Has the Cabinet Approved a 3% Increase in DA for Central Government Employees and DR for Pensioners?

Synopsis
Key Takeaways
- DA and DR increased to 58% from 55%.
- Effective from July 1, 2025.
- Annual financial impact of Rs 10,083.96 crore.
- Benefits over 1 crore individuals.
- Arrears will be paid before Diwali.
New Delhi, Oct 1 (NationPress) The Union Cabinet, led by Prime Minister Narendra Modi, has approved an additional instalment of Dearness Allowance (DA) for Central government employees and Dearness Relief (DR) for pensioners, effective from July 1, 2025. This increment is a 3% rise over the current rate of 55% of the basic pay or pension, aimed at cushioning the effects of inflation.
The financial burden to the exchequer from this adjustment in both DA and DR will amount to Rs 10,083.96 crore annually, benefiting approximately 49.19 lakh Central government employees and 68.72 lakh pensioners, as per an official announcement.
This modification adheres to the established formula based on the 7th Central Pay Commission's recommendations, as stated in the release.
As a result, the DA and DR will now increase to 58% of basic pay and pension, up from the previous 55%. The increase will be applied retroactively from July 1, 2025, with arrears for July, August, and September to be disbursed along with the October salaries, just in time for Diwali celebrations.
The hike applies to all employees under the 7th Pay Commission, encompassing pensioners and family pensioners.

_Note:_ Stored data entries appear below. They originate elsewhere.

//! Integration tests for the `/agents` resource.

mod common;

use axum::http::StatusCode;
use common::{body_json, delete_auth, get_auth, login, VIEWER_EMAIL};

#[tokio::test]
async fn list_normalizes_backend_amounts() {
    let app = common::spawn_app().await;
    let token = login(&app, VIEWER_EMAIL).await;

    let response = get_auth(&app, "/api/v1/agents", &token).await;
    assert_eq!(response.status(), StatusCode::OK);

    let json = body_json(response).await;
    let agents = json["data"].as_array().unwrap();
    assert_eq!(agents.len(), 2);
    assert_eq!(agents[0]["salary"], 1000.0);
    assert_eq!(agents[1]["salary"], 500.0);
}

#[tokio::test]
async fn get_unknown_agent_is_404() {
    let app = common::spawn_app().await;
    let token = login(&app, VIEWER_EMAIL).await;

    let response = get_auth(&app, "/api/v1/agents/2", &token).await;
    assert_eq!(body_json(response).await["data"]["name"], "Baraka");

    let response = get_auth(&app, "/api/v1/agents/99", &token).await;
    assert_eq!(response.status(), StatusCode::NOT_FOUND);
    assert_eq!(body_json(response).await["error"], "Agent with id 99 not found");
}

#[tokio::test]
async fn only_admins_delete_agents() {
    let app = common::spawn_app().await;
    let token = login(&app, VIEWER_EMAIL).await;

    let response = delete_auth(&app, "/api/v1/agents/1", &token).await;
    assert_eq!(response.status(), StatusCode::FORBIDDEN);
}
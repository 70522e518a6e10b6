//! Shared input validation helpers.
//!
//! Request DTOs derive [`validator::Validate`]; [`validate_input`] folds the
//! resulting errors into a [`CoreError::Validation`] so handlers can use `?`.

use validator::Validate;

use crate::error::CoreError;

/// Maximum page size accepted by list endpoints that forward paging.
pub const MAX_PAGE_LIMIT: i64 = 500;
/// Page size used when the caller does not supply one.
pub const DEFAULT_PAGE_LIMIT: i64 = 100;

/// Run derived validation rules on `input`.
pub fn validate_input<T: Validate>(input: &T) -> Result<(), CoreError> {
    input
        .validate()
        .map_err(|errors| CoreError::Validation(errors.to_string()))
}

/// Validate that a required text field is not blank.
pub fn validate_non_blank(value: &str, name: &str) -> Result<(), CoreError> {
    if value.trim().is_empty() {
        return Err(CoreError::Validation(format!("{name} must not be empty")));
    }
    Ok(())
}

/// Clamp a caller-supplied page limit into `1..=MAX_PAGE_LIMIT`.
pub fn clamp_limit(limit: Option<i64>) -> i64 {
    limit.unwrap_or(DEFAULT_PAGE_LIMIT).clamp(1, MAX_PAGE_LIMIT)
}

/// Clamp a caller-supplied offset to be non-negative.
pub fn clamp_offset(offset: Option<i64>) -> i64 {
    offset.unwrap_or(0).max(0)
}
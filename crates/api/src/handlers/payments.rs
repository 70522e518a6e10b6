//! Handlers for the `/payments` resource and its status lifecycle.

use agentpay_client::wire::PaymentPayload;
use agentpay_core::payment::{Payment, PaymentInput, PaymentStatus};
use agentpay_core::types::EntityId;
use axum::extract::{Path, Query, State};
use axum::http::StatusCode;
use axum::Json;
use chrono::Utc;
use serde::Deserialize;

use crate::error::AppResult;
use crate::middleware::auth::AuthSession;
use crate::middleware::rbac::RequireAccountant;
use crate::query::parse_month_filter;
use crate::response::DataResponse;
use crate::state::AppState;

/// Query parameters for `GET /payments`.
#[derive(Debug, Deserialize)]
pub struct PaymentListParams {
    pub agent_id: Option<EntityId>,
    pub status: Option<String>,
    /// `YYYY-MM`.
    pub month: Option<String>,
}

/// GET /api/v1/payments?agent_id=&status=&month=
pub async fn list_payments(
    State(state): State<AppState>,
    auth: AuthSession,
    Query(params): Query<PaymentListParams>,
) -> AppResult<Json<DataResponse<Vec<Payment>>>> {
    let status = params
        .status
        .as_deref()
        .map(PaymentStatus::parse_lenient)
        .transpose()?;
    let month = parse_month_filter(params.month.as_deref())?;

    let payments = state
        .payroll
        .list_payments(auth.upstream_token())
        .await?
        .into_iter()
        .filter(|p| params.agent_id.is_none_or(|id| p.agent_id == id))
        .filter(|p| status.is_none_or(|s| p.status == s))
        .filter(|p| month.is_none_or(|m| p.period == m))
        .collect();
    Ok(Json(DataResponse { data: payments }))
}

/// GET /api/v1/payments/{id}
pub async fn get_payment(
    State(state): State<AppState>,
    auth: AuthSession,
    Path(id): Path<EntityId>,
) -> AppResult<Json<DataResponse<Payment>>> {
    let payment = state.payroll.get_payment(auth.upstream_token(), id).await?;
    Ok(Json(DataResponse { data: payment }))
}

/// POST /api/v1/payments
///
/// New payments always start as pending.
pub async fn create_payment(
    State(state): State<AppState>,
    RequireAccountant(auth): RequireAccountant,
    Json(input): Json<PaymentInput>,
) -> AppResult<(StatusCode, Json<DataResponse<Payment>>)> {
    let payment_date = input.resolved_date(Utc::now().date_naive())?;
    let token = auth.upstream_token();
    let agent = state.payroll.get_agent(token, input.agent_id).await?;

    let payload = PaymentPayload {
        agent_id: agent.id,
        amount: input.amount,
        payment_date,
        status: PaymentStatus::Pending.as_str(),
    };
    let payment = state.payroll.create_payment(token, &payload).await?;

    tracing::info!(
        payment_id = payment.id,
        agent_id = agent.id,
        period = %payment.period,
        created_by = %auth.email(),
        "Payment recorded",
    );

    Ok((StatusCode::CREATED, Json(DataResponse { data: payment })))
}

/// POST /api/v1/payments/{id}/complete
pub async fn complete_payment(
    State(state): State<AppState>,
    RequireAccountant(auth): RequireAccountant,
    Path(id): Path<EntityId>,
) -> AppResult<Json<DataResponse<Payment>>> {
    let payment = transition(&state, &auth, id, PaymentStatus::Completed).await?;
    Ok(Json(DataResponse { data: payment }))
}

/// POST /api/v1/payments/{id}/cancel
pub async fn cancel_payment(
    State(state): State<AppState>,
    RequireAccountant(auth): RequireAccountant,
    Path(id): Path<EntityId>,
) -> AppResult<Json<DataResponse<Payment>>> {
    let payment = transition(&state, &auth, id, PaymentStatus::Cancelled).await?;
    Ok(Json(DataResponse { data: payment }))
}

/// DELETE /api/v1/payments/{id}
pub async fn delete_payment(
    State(state): State<AppState>,
    RequireAccountant(auth): RequireAccountant,
    Path(id): Path<EntityId>,
) -> AppResult<StatusCode> {
    state.payroll.delete_payment(auth.upstream_token(), id).await?;
    tracing::info!(payment_id = id, deleted_by = %auth.email(), "Payment deleted");
    Ok(StatusCode::NO_CONTENT)
}

// ---------------------------------------------------------------------------
// Helpers
// ---------------------------------------------------------------------------

/// Fetch the payment, validate the lifecycle move and store the new status.
async fn transition(
    state: &AppState,
    auth: &AuthSession,
    id: EntityId,
    next: PaymentStatus,
) -> AppResult<Payment> {
    let token = auth.upstream_token();
    let current = state.payroll.get_payment(token, id).await?;
    let next = current.status.transition(next)?;
    let updated = state.payroll.set_payment_status(token, &current, next).await?;

    tracing::info!(
        payment_id = id,
        from = current.status.as_str(),
        to = next.as_str(),
        changed_by = %auth.email(),
        "Payment status changed",
    );

    Ok(updated)
}
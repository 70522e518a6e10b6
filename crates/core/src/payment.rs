//! Payment model and its one-directional status lifecycle.
//!
//! ```text
//! Pending ──► Completed
//!    │
//!    └─────► Cancelled
//! ```
//!
//! Completed and Cancelled are terminal.

use chrono::NaiveDate;
use serde::{Deserialize, Serialize};

use crate::error::CoreError;
use crate::period::YearMonth;
use crate::types::{Amount, EntityId};

// ---------------------------------------------------------------------------
// Status
// ---------------------------------------------------------------------------

#[derive(Debug, Clone, Copy, PartialEq, Eq, Hash, Serialize, Deserialize)]
#[serde(rename_all = "snake_case")]
pub enum PaymentStatus {
    Pending,
    Completed,
    Cancelled,
}

impl PaymentStatus {
    /// Parse the status spellings used by the backend and older dashboard
    /// builds (`"Paid"`, `"En attente"`, ...). Case-insensitive.
    pub fn parse_lenient(raw: &str) -> Result<Self, CoreError> {
        match raw.trim().to_lowercase().as_str() {
            "pending" | "en attente" => Ok(Self::Pending),
            "completed" | "paid" | "payé" | "paye" => Ok(Self::Completed),
            "cancelled" | "canceled" | "annulé" | "annule" => Ok(Self::Cancelled),
            other => Err(CoreError::Validation(format!(
                "unknown payment status '{other}'"
            ))),
        }
    }

    pub fn as_str(self) -> &'static str {
        match self {
            Self::Pending => "pending",
            Self::Completed => "completed",
            Self::Cancelled => "cancelled",
        }
    }

    pub fn is_terminal(self) -> bool {
        !matches!(self, Self::Pending)
    }

    /// Only a pending payment moves, and only into a terminal status.
    pub fn can_transition_to(self, next: Self) -> bool {
        !self.is_terminal() && next.is_terminal()
    }

    /// Apply a transition, returning the new status or a conflict.
    pub fn transition(self, next: Self) -> Result<Self, CoreError> {
        if self.can_transition_to(next) {
            Ok(next)
        } else {
            Err(CoreError::Conflict(format!(
                "payment cannot move from {} to {}",
                self.as_str(),
                next.as_str()
            )))
        }
    }
}

// ---------------------------------------------------------------------------
// Payment
// ---------------------------------------------------------------------------

#[derive(Debug, Clone, PartialEq, Serialize)]
pub struct Payment {
    pub id: EntityId,
    pub agent_id: EntityId,
    pub amount: Amount,
    pub status: PaymentStatus,
    pub period: YearMonth,
    pub payment_date: Option<NaiveDate>,
}

impl Payment {
    /// Whether this payment counts against `agent_id` for `month`.
    pub fn is_for(&self, agent_id: EntityId, month: YearMonth) -> bool {
        self.agent_id == agent_id && self.period == month
    }
}

/// DTO for recording a new payment. Payments always start as Pending.
#[derive(Debug, Clone, Deserialize)]
pub struct PaymentInput {
    pub agent_id: EntityId,
    #[serde(with = "crate::money::lenient")]
    pub amount: Amount,
    /// Pay period; defaults to the month of `payment_date`, then the current month.
    #[serde(default)]
    pub period: Option<YearMonth>,
    #[serde(default)]
    pub payment_date: Option<NaiveDate>,
}

impl PaymentInput {
    /// The date forwarded to the backend, which only stores a payment date.
    ///
    /// A `payment_date` outside the given `period` is a validation error.
    pub fn resolved_date(&self, today: NaiveDate) -> Result<NaiveDate, CoreError> {
        match (self.payment_date, self.period) {
            (Some(date), Some(period)) if !period.contains(date) => Err(CoreError::Validation(
                format!("payment_date {date} is outside period {period}"),
            )),
            (Some(date), _) => Ok(date),
            (None, Some(period)) => Ok(period.first_day()),
            (None, None) => Ok(today),
        }
    }
}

For instance, an employee earning a basic salary of Rs 30,000 will receive an extra Rs 900 monthly, while an individual with a Rs 40,000 salary will see an increase of Rs 1,200. The total arrears for three months will range from Rs 2,700 to Rs 3,600, providing a financial boost during the festive season.
The DA and DR are revised biannually, in January and July, based on inflation indicators from the All India Consumer Price Index for Industrial Workers (CPI-IW). Though announcements may come later, arrears help to offset the lag. This update is likely to be the final adjustment under the 7th Pay Commission, with the 8th Pay Commission anticipated to commence in January 2026.
This adjustment in DA and DR was anticipated as one of the two semiannual hikes is typically announced in March, with the other in October, ahead of Diwali festivities.
The last adjustment in DA and DR occurred in March this year, retroactively effective from January 1, 2025, which reflected a 2% increase to 55% of the basic pay, addressing the impact of rising costs.
The overall effect on the exchequer from this previous increase was Rs 6,614.04 crore annually.
This 2% increase followed a 3% hike in October the previous year, raising the DA to 53% of the basic pay.